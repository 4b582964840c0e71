//! Platform-specific settings locations
//!
//! Nothing here is consulted implicitly by the harness itself; the CLI uses
//! these to find a settings file when `--settings` is not given.

use std::path::PathBuf;

/// Application name used for platform directories
const APP_NAME: &str = "udp-harness";

/// Get the configuration directory path
///
/// Uses the directories crate for platform-appropriate locations:
/// - Linux: `~/.config/udp-harness/`
/// - macOS: `~/Library/Application Support/udp-harness/`
/// - Windows: `%APPDATA%\udp-harness\`
pub fn config_dir() -> Option<PathBuf> {
    directories::ProjectDirs::from("", "", APP_NAME).map(|dirs| dirs.config_dir().to_path_buf())
}

/// Get the path to the harness settings file
pub fn settings_path() -> Option<PathBuf> {
    config_dir().map(|dir| dir.join("settings.toml"))
}

#[cfg(test)]
mod tests {
    use super::*;

    #[test]
    fn test_settings_path_is_toml() {
        if let Some(path) = settings_path() {
            assert_eq!(path.extension().and_then(|e| e.to_str()), Some("toml"));
        }
    }
}
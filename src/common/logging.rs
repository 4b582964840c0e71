//! Logging and tracing configuration

use tracing_subscriber::{fmt, layer::SubscriberExt, util::SubscriberInitExt, EnvFilter};

/// Initialize tracing for the CLI (stderr logging)
///
/// Logs are controlled by the `RUST_LOG` environment variable.
/// Default level is INFO for this crate, WARN for dependencies; `verbose`
/// raises the crate to DEBUG so lifecycle steps (bind, spawn, kill) show up.
/// Stdout is left to scenario reports.
pub fn init_cli(verbose: bool) {
    let filter = EnvFilter::try_from_default_env().unwrap_or_else(|_| {
        if verbose {
            EnvFilter::new("udp_harness=debug,warn")
        } else {
            EnvFilter::new("udp_harness=info,warn")
        }
    });

    tracing_subscriber::registry()
        .with(filter)
        .with(
            fmt::layer()
                .with_writer(std::io::stderr)
                .with_target(true)
                .with_thread_ids(false)
                .with_file(false)
                .with_line_number(false)
                .compact(),
        )
        .init();
}
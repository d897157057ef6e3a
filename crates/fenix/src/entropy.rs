//! Deterministic entropy.
//!
//! Every pseudo-random value produced by the built-in generators flows from a
//! single 64-bit seed:
//!
//! ```text
//! seed = use_execution_entropy ? crc32(identity) + extra_entropy : extra_entropy
//! ```
//!
//! The hash is CRC-32/IEEE (the zlib checksum) over the UTF-8 bytes of the
//! execution identity, widened to 64 bits; the addition wraps modulo 2^64.
//!
//! Generators never share a PRNG. Each call builds a fresh [`SeededRng`] from
//! an explicit seed, so the same seed always yields the same draws.

use rand::RngCore;
use rand_pcg::Pcg64Mcg;

/// Multiplier used to fill the low half of the generator state.
const STATE_MIX: u64 = 0x9e37_79b9_7f4a_7c15;

/// Hash an execution identity: CRC-32/IEEE of its UTF-8 bytes.
pub fn execution_hash(execution_identity: &str) -> u64 {
    u64::from(crc32fast::hash(execution_identity.as_bytes()))
}

/// Derive the seed for one invocation.
pub fn derive_seed(execution_identity: &str, use_execution_entropy: bool, extra_entropy: u64) -> u64 {
    if !use_execution_entropy {
        return extra_entropy;
    }
    execution_hash(execution_identity).wrapping_add(extra_entropy)
}

/// The pseudo-random generator shared by all built-in generators.
///
/// The algorithm is PCG MCG 128/64 XSL-RR. A 64-bit seed `s` becomes the
/// 128-bit state `(s << 64 | s * 0x9e3779b97f4a7c15) | 3`. Draws are defined
/// here rather than through `rand` distributions so that the output is pinned
/// to this module:
///
/// - [`SeededRng::next_f64`] is `(next_u64 >> 11) * 2^-53`
/// - [`SeededRng::below`] is `next_u64 % n`
pub struct SeededRng {
    inner: Pcg64Mcg,
}

impl SeededRng {
    /// Create a generator from a seed.
    pub fn new(seed: u64) -> Self {
        let state = (u128::from(seed) << 64) | u128::from(seed.wrapping_mul(STATE_MIX));
        Self {
            inner: Pcg64Mcg::new(state | 3),
        }
    }

    /// Create the generator for one array index: seeded with `seed + index`,
    /// wrapping, so negative indexes are valid.
    pub fn for_index(seed: u64, index: i64) -> Self {
        Self::new(seed.wrapping_add_signed(index))
    }

    /// Draw a raw u64.
    pub fn next_u64(&mut self) -> u64 {
        self.inner.next_u64()
    }

    /// Draw a float in [0.0, 1.0).
    pub fn next_f64(&mut self) -> f64 {
        let bits = self.next_u64() >> 11;
        bits as f64 * (1.0 / (1u64 << 53) as f64)
    }

    /// Draw an integer in [0, n). `n` must be non-zero.
    pub fn below(&mut self, n: u64) -> u64 {
        debug_assert!(n > 0, "n must be > 0");
        self.next_u64() % n
    }
}
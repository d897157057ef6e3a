//! CLI command implementations.

mod check;
mod eval;
mod functions;
mod parse;
mod render;

use std::sync::Arc;

use chrono::NaiveDateTime;
use fenix::{Clock, Dispatcher, FixedClock, SystemClock};

pub use check::{run_check, CheckArgs};
pub use eval::{run_eval, EvalArgs};
pub use functions::run_functions;
pub use parse::{run_parse, ParseArgs};
pub use render::{run_render, RenderArgs};

/// State shared by the commands: the dispatcher and the execution identity.
pub struct Session {
    pub dispatcher: Dispatcher,
    pub execution_identity: String,
}

impl Session {
    /// Build a session, freezing the clock when `now` is given.
    pub fn new(execution_identity: String, now: Option<NaiveDateTime>) -> Self {
        let clock: Arc<dyn Clock> = match now {
            Some(now) => Arc::new(FixedClock::at(now)),
            None => Arc::new(SystemClock),
        };
        Session {
            dispatcher: Dispatcher::builder().clock(clock).build(),
            execution_identity,
        }
    }
}
//! Input handed to every generator.

use crate::clock::Clock;
use crate::generators::GenerateError;
use crate::parser::PlaceholderInvocation;

/// Everything a generator may read: the parsed invocation, the execution
/// identity, the derived seed and the clock.
///
/// Generators are pure over this input. The same input always produces the
/// same output.
#[derive(Clone, Copy)]
pub struct GeneratorInput<'a> {
    pub invocation: &'a PlaceholderInvocation,
    pub execution_identity: &'a str,
    pub seed: u64,
    pub clock: &'a dyn Clock,
}

impl<'a> GeneratorInput<'a> {
    /// The raw placeholder text, for error messages.
    pub fn placeholder(&self) -> &'a str {
        &self.invocation.raw_text
    }

    pub fn indexes(&self) -> &'a [i64] {
        &self.invocation.array_indexes
    }

    pub fn arguments(&self) -> &'a [String] {
        &self.invocation.arguments
    }

    /// The array index of a function that accepts at most one, defaulting to 1.
    pub fn single_index(&self) -> Result<i64, GenerateError> {
        self.invocation
            .single_index_or(1)
            .ok_or_else(|| GenerateError::TooManyIndexes {
                placeholder: self.placeholder().to_string(),
                max: 1,
                indexes: self.indexes().to_vec(),
            })
    }

    /// Parse an argument that must be an integer.
    pub fn integer_argument(&self, argument: &str) -> Result<i64, GenerateError> {
        argument
            .trim()
            .parse::<i64>()
            .map_err(|_| GenerateError::InvalidArgumentType {
                placeholder: self.placeholder().to_string(),
                argument: argument.to_string(),
            })
    }

    pub(crate) fn argument_count_error(&self, expected: &'static str) -> GenerateError {
        GenerateError::InvalidArgumentCount {
            placeholder: self.placeholder().to_string(),
            expected,
            arguments: self.arguments().to_vec(),
        }
    }

    pub(crate) fn out_of_range(&self, argument: &str, reason: &'static str) -> GenerateError {
        GenerateError::ArgumentOutOfRange {
            placeholder: self.placeholder().to_string(),
            argument: argument.to_string(),
            reason,
        }
    }
}
//! Built-in value generators.
//!
//! Each generator is a pure function of its [`GeneratorInput`]: the parsed
//! invocation, the derived seed and the clock. Generators convert their own
//! arguments and never share pseudo-random state.

mod date_shift;
mod decimal;
mod error;
mod input;
mod unique_id;

pub use date_shift::today_shift_day;
pub use decimal::{random_positive_decimal_value, random_positive_decimal_value_sum};
pub use error::GenerateError;
pub use input::GeneratorInput;
pub use unique_id::controlled_unique_id;

/// Generator function signature.
pub type GeneratorFn = fn(&GeneratorInput<'_>) -> Result<String, GenerateError>;

/// Canonical names and functions of the built-in generators.
pub const BUILTINS: [(&str, GeneratorFn); 4] = [
    ("Fenix_TodayShiftDay", today_shift_day),
    ("Fenix_ControlledUniqueId", controlled_unique_id),
    ("Fenix_RandomPositiveDecimalValue", random_positive_decimal_value),
    ("Fenix_RandomPositiveDecimalValue_Sum", random_positive_decimal_value_sum),
];
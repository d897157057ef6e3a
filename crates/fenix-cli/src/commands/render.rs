//! Implementation of the `fenix render` command.

use std::collections::BTreeMap;
use std::fs::read_to_string;
use std::path::PathBuf;

use fenix::{DocumentResolver, ResolvedPlaceholder};
use miette::{miette, IntoDiagnostic};
use serde::Serialize;

use crate::commands::Session;
use crate::output::PlaceholderDiagnostic;

/// Arguments for the render command.
#[derive(Debug, clap::Args)]
pub struct RenderArgs {
    /// Document to render
    pub file: PathBuf,

    /// Test data in column=value format (repeatable)
    #[arg(short = 'd', long = "data", value_parser = parse_key_val)]
    pub data: Vec<(String, String)>,

    /// Output as JSON
    #[arg(long)]
    pub json: bool,
}

/// JSON output for a rendered document.
#[derive(Serialize)]
struct RenderResult<'a> {
    text: String,
    failures: Vec<FailureJson<'a>>,
}

#[derive(Serialize)]
struct FailureJson<'a> {
    start: usize,
    end: usize,
    placeholder: &'a str,
    error: String,
}

/// Parse a column=value test data string.
fn parse_key_val(s: &str) -> Result<(String, String), String> {
    let (column, value) = s
        .split_once('=')
        .ok_or_else(|| format!("invalid test data '{}': expected column=value", s))?;
    Ok((column.trim().to_string(), value.to_string()))
}

/// Run the render command.
pub fn run_render(session: &Session, args: RenderArgs) -> miette::Result<i32> {
    let content = read_to_string(&args.file)
        .into_diagnostic()
        .map_err(|e| miette!("Failed to read {}: {}", args.file.display(), e))?;
    let data: BTreeMap<String, String> = args.data.into_iter().collect();

    let resolver = DocumentResolver::builder()
        .dispatcher(&session.dispatcher)
        .execution_identity(&session.execution_identity)
        .test_data(&data)
        .build();
    let document = resolver.resolve(&content);
    let failures = document.failures();

    if args.json {
        let output = RenderResult {
            text: document.text(),
            failures: failures.iter().copied().map(failure_json).collect(),
        };
        println!("{}", serde_json::to_string_pretty(&output).into_diagnostic()?);
    } else {
        print!("{}", document.text());
        let name = args.file.display().to_string();
        for failure in &failures {
            if let Err(error) = &failure.result {
                PlaceholderDiagnostic::new(&name, &content, failure.span.clone(), error.to_string())
                    .emit();
            }
        }
    }

    if failures.is_empty() {
        Ok(exitcode::OK)
    } else {
        Ok(exitcode::DATAERR)
    }
}

fn failure_json(failure: &ResolvedPlaceholder) -> FailureJson<'_> {
    FailureJson {
        start: failure.span.start,
        end: failure.span.end,
        placeholder: &failure.raw_text,
        error: failure
            .result
            .as_ref()
            .err()
            .map(ToString::to_string)
            .unwrap_or_default(),
    }
}
//! Public types produced by the placeholder parser.
//!
//! These types are public so that external tooling (linters, renderers, the
//! scripting fallback) can consume parsed placeholders without re-parsing.

use std::fmt;
use std::ops::Range;

use serde::Serialize;

use super::error::ParseError;

/// Separator that replaces `.` in a dotted function path.
pub const NAME_SEPARATOR: char = '_';

/// One parsed placeholder occurrence.
///
/// An invocation is fully determined by its raw text: parsing the same text
/// twice always yields equal values.
#[derive(Debug, Clone, PartialEq, Eq, Serialize)]
pub struct PlaceholderInvocation {
    /// The exact substring matched by the grammar.
    pub raw_text: String,
    /// Registry key, e.g. `Fenix_RandomPositiveDecimalValue_Sum`.
    pub function_name: String,
    /// Array indexes in source order. May be empty or negative.
    pub array_indexes: Vec<i64>,
    /// Trimmed positional arguments, kept as text.
    pub arguments: Vec<String>,
    /// Whether the execution identity contributes to the seed.
    pub use_execution_entropy: bool,
    /// Offset added to the seed.
    pub extra_entropy: u64,
}

impl PlaceholderInvocation {
    /// Build the canonical registry key from a dotted function path.
    pub fn canonical_name(dotted: &str) -> String {
        dotted.replace('.', &NAME_SEPARATOR.to_string())
    }

    /// The single array index of a function that accepts at most one, or
    /// `default` when none was given. Returns `None` for two or more indexes.
    pub fn single_index_or(&self, default: i64) -> Option<i64> {
        match self.array_indexes.as_slice() {
            [] => Some(default),
            [index] => Some(*index),
            _ => None,
        }
    }
}

impl fmt::Display for PlaceholderInvocation {
    fn fmt(&self, f: &mut fmt::Formatter<'_>) -> fmt::Result {
        f.write_str(&self.raw_text)
    }
}

/// A piece of a scanned document.
#[derive(Debug, Clone, PartialEq)]
pub enum DocumentSegment {
    /// Text outside any placeholder, copied verbatim.
    Literal(String),
    /// A `{{...}}` occurrence.
    Placeholder {
        /// Byte range of the occurrence in the scanned document.
        span: Range<usize>,
        /// What the occurrence refers to.
        kind: PlaceholderKind,
    },
}

/// Classification of a `{{...}}` occurrence.
#[derive(Debug, Clone, PartialEq)]
pub enum PlaceholderKind {
    /// A function call placeholder that matched the grammar.
    Function(PlaceholderInvocation),
    /// A reference into the test-data table: `{{Group.TestData.Column}}` or
    /// `{{TestData.Group.Column}}`.
    TestData {
        raw_text: String,
        /// Column name, or `None` when the reference names no column.
        column: Option<String>,
    },
    /// Text between `{{` and `}}` that fails the grammar.
    Malformed {
        raw_text: String,
        error: ParseError,
    },
}

impl PlaceholderKind {
    /// The source text of this occurrence.
    pub fn raw_text(&self) -> &str {
        match self {
            PlaceholderKind::Function(invocation) => &invocation.raw_text,
            PlaceholderKind::TestData { raw_text, .. } | PlaceholderKind::Malformed { raw_text, .. } => {
                raw_text
            }
        }
    }
}
//! Error types for registration and dispatch.

use thiserror::Error;

use crate::dispatch::FallbackError;
use crate::generators::GenerateError;
use crate::parser::ParseError;

/// An error returned by [`FunctionRegistry::register`](crate::FunctionRegistry::register).
#[derive(Debug, Clone, PartialEq, Eq, Error)]
pub enum RegistryError {
    #[error("function name must not be empty")]
    EmptyName,
}

/// An error from resolving one placeholder.
///
/// Component errors pass through unchanged.
#[derive(Debug, Clone, PartialEq, Eq, Error)]
pub enum DispatchError {
    #[error(transparent)]
    Parse(#[from] ParseError),

    #[error(transparent)]
    Generate(#[from] GenerateError),

    #[error(transparent)]
    Fallback(#[from] FallbackError),
}
//! Table formatting utilities for CLI output.

use comfy_table::{presets, ContentArrangement, Table};

/// Usage of a built-in function: (array indexes, arguments).
fn builtin_usage(name: &str) -> Option<(&'static str, &'static str)> {
    match name {
        "Fenix_TodayShiftDay" => Some(("none", "[dayOffset]")),
        "Fenix_ControlledUniqueId" => Some(("0 or 1", "text with %tokens%")),
        "Fenix_RandomPositiveDecimalValue" => Some((
            "0 or 1",
            "maxIntegerDigits, numberOfDecimals[, integerPad, fractionPad]",
        )),
        "Fenix_RandomPositiveDecimalValue_Sum" => Some((
            "1 or more",
            "maxIntegerDigits, numberOfDecimals[, integerPad, fractionPad]",
        )),
        _ => None,
    }
}

/// Format registered function names as an ASCII table.
pub fn format_functions_table(names: &[String]) -> Table {
    let mut table = Table::new();
    table.load_preset(presets::UTF8_BORDERS_ONLY);
    table.set_content_arrangement(ContentArrangement::Dynamic);
    table.set_header(vec!["Placeholder", "Indexes", "Arguments"]);

    for name in names {
        let (indexes, arguments) = builtin_usage(name).unwrap_or(("?", "?"));
        table.add_row(vec![
            format!("{{{{{}(...)}}}}", name.replace('_', ".")),
            indexes.to_string(),
            arguments.to_string(),
        ]);
    }

    table
}
//! Clock collaborator for date-based generators.
//!
//! Generators never read the system time directly; they ask the [`Clock`]
//! carried by their input. Clocks report local wall-clock time.

use chrono::{Local, NaiveDateTime};

/// A source of the current local date and time.
pub trait Clock: Send + Sync {
    /// The current local wall-clock time.
    fn now(&self) -> NaiveDateTime;
}

/// The system clock in the local time zone.
#[derive(Debug, Default, Clone, Copy)]
pub struct SystemClock;

impl Clock for SystemClock {
    fn now(&self) -> NaiveDateTime {
        Local::now().naive_local()
    }
}

/// A clock frozen at one instant.
#[derive(Debug, Clone, Copy, PartialEq, Eq)]
pub struct FixedClock(pub NaiveDateTime);

impl FixedClock {
    pub fn at(instant: NaiveDateTime) -> Self {
        Self(instant)
    }
}

impl Clock for FixedClock {
    fn now(&self) -> NaiveDateTime {
        self.0
    }
}

impl<F> Clock for F
where
    F: Fn() -> NaiveDateTime + Send + Sync,
{
    fn now(&self) -> NaiveDateTime {
        self()
    }
}
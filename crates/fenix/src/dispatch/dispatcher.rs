//! Parse, route and run one placeholder.

use std::sync::Arc;

use bon::Builder;
use tracing::{debug, trace};

use crate::clock::{Clock, SystemClock};
use crate::dispatch::{DispatchError, FunctionRegistry, ScriptFallback};
use crate::entropy::derive_seed;
use crate::generators::GeneratorInput;
use crate::parser::{PlaceholderInvocation, parse_placeholder};

/// Outcome of routing one invocation.
#[derive(Debug, Clone, PartialEq, Eq)]
pub enum Resolution {
    /// A native handler produced the value.
    Resolved(String),
    /// No native handler is registered. The caller may forward the
    /// invocation to a [`ScriptFallback`].
    NotHandled(PlaceholderInvocation),
}

/// Routes placeholders to registered handlers.
///
/// # Example
///
/// ```
/// use std::sync::Arc;
///
/// use chrono::NaiveDate;
/// use fenix::{Dispatcher, FixedClock, Resolution};
///
/// let now = NaiveDate::from_ymd_opt(2026, 2, 24)
///     .and_then(|date| date.and_hms_opt(13, 7, 9))
///     .unwrap();
/// let dispatcher = Dispatcher::builder()
///     .clock(Arc::new(FixedClock::at(now)))
///     .build();
///
/// let resolution = dispatcher
///     .dispatch("{{Fenix.TodayShiftDay(-1)}}", "run-1")
///     .unwrap();
/// assert_eq!(resolution, Resolution::Resolved("2026-02-23".to_string()));
/// ```
#[derive(Builder)]
pub struct Dispatcher {
    /// Handlers by canonical name. Defaults to the built-in generators.
    #[builder(default = Arc::new(FunctionRegistry::with_builtins()))]
    registry: Arc<FunctionRegistry>,

    /// Time source for date-based generators. Defaults to the system clock.
    #[builder(default = Arc::new(SystemClock) as Arc<dyn Clock>)]
    clock: Arc<dyn Clock>,
}

impl Dispatcher {
    /// A dispatcher over the built-in generators and the system clock.
    pub fn new() -> Self {
        Self::builder().build()
    }

    pub fn registry(&self) -> &FunctionRegistry {
        &self.registry
    }

    /// Parse `raw_text` and route the invocation.
    pub fn dispatch(
        &self,
        raw_text: &str,
        execution_identity: &str,
    ) -> Result<Resolution, DispatchError> {
        let invocation = parse_placeholder(raw_text)?;
        self.dispatch_invocation(&invocation, execution_identity)
    }

    /// Route an already parsed invocation.
    ///
    /// Handler errors are returned unchanged.
    pub fn dispatch_invocation(
        &self,
        invocation: &PlaceholderInvocation,
        execution_identity: &str,
    ) -> Result<Resolution, DispatchError> {
        let Some(handler) = self.registry.get(&invocation.function_name) else {
            debug!(function = %invocation.function_name, "no native handler");
            return Ok(Resolution::NotHandled(invocation.clone()));
        };

        let seed = derive_seed(
            execution_identity,
            invocation.use_execution_entropy,
            invocation.extra_entropy,
        );
        trace!(placeholder = %invocation.raw_text, seed, "derived seed");
        debug!(function = %invocation.function_name, "dispatching to native handler");

        let input = GeneratorInput {
            invocation,
            execution_identity,
            seed,
            clock: self.clock.as_ref(),
        };
        Ok(Resolution::Resolved(handler(&input)?))
    }

    /// Parse and resolve `raw_text`, forwarding unhandled names to `fallback`.
    pub fn resolve(
        &self,
        raw_text: &str,
        execution_identity: &str,
        fallback: &dyn ScriptFallback,
    ) -> Result<String, DispatchError> {
        let invocation = parse_placeholder(raw_text)?;
        self.resolve_invocation(&invocation, execution_identity, fallback)
    }

    /// Resolve a parsed invocation, forwarding unhandled names to `fallback`.
    pub fn resolve_invocation(
        &self,
        invocation: &PlaceholderInvocation,
        execution_identity: &str,
        fallback: &dyn ScriptFallback,
    ) -> Result<String, DispatchError> {
        match self.dispatch_invocation(invocation, execution_identity)? {
            Resolution::Resolved(value) => Ok(value),
            Resolution::NotHandled(invocation) => {
                debug!(function = %invocation.function_name, "forwarding to fallback");
                Ok(fallback.execute(&invocation, execution_identity)?)
            }
        }
    }
}

impl Default for Dispatcher {
    fn default() -> Self {
        Self::new()
    }
}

- _What to produce_
Tell how many lines above hold "GeneratorInput", nothing more.

- _Finished task_
7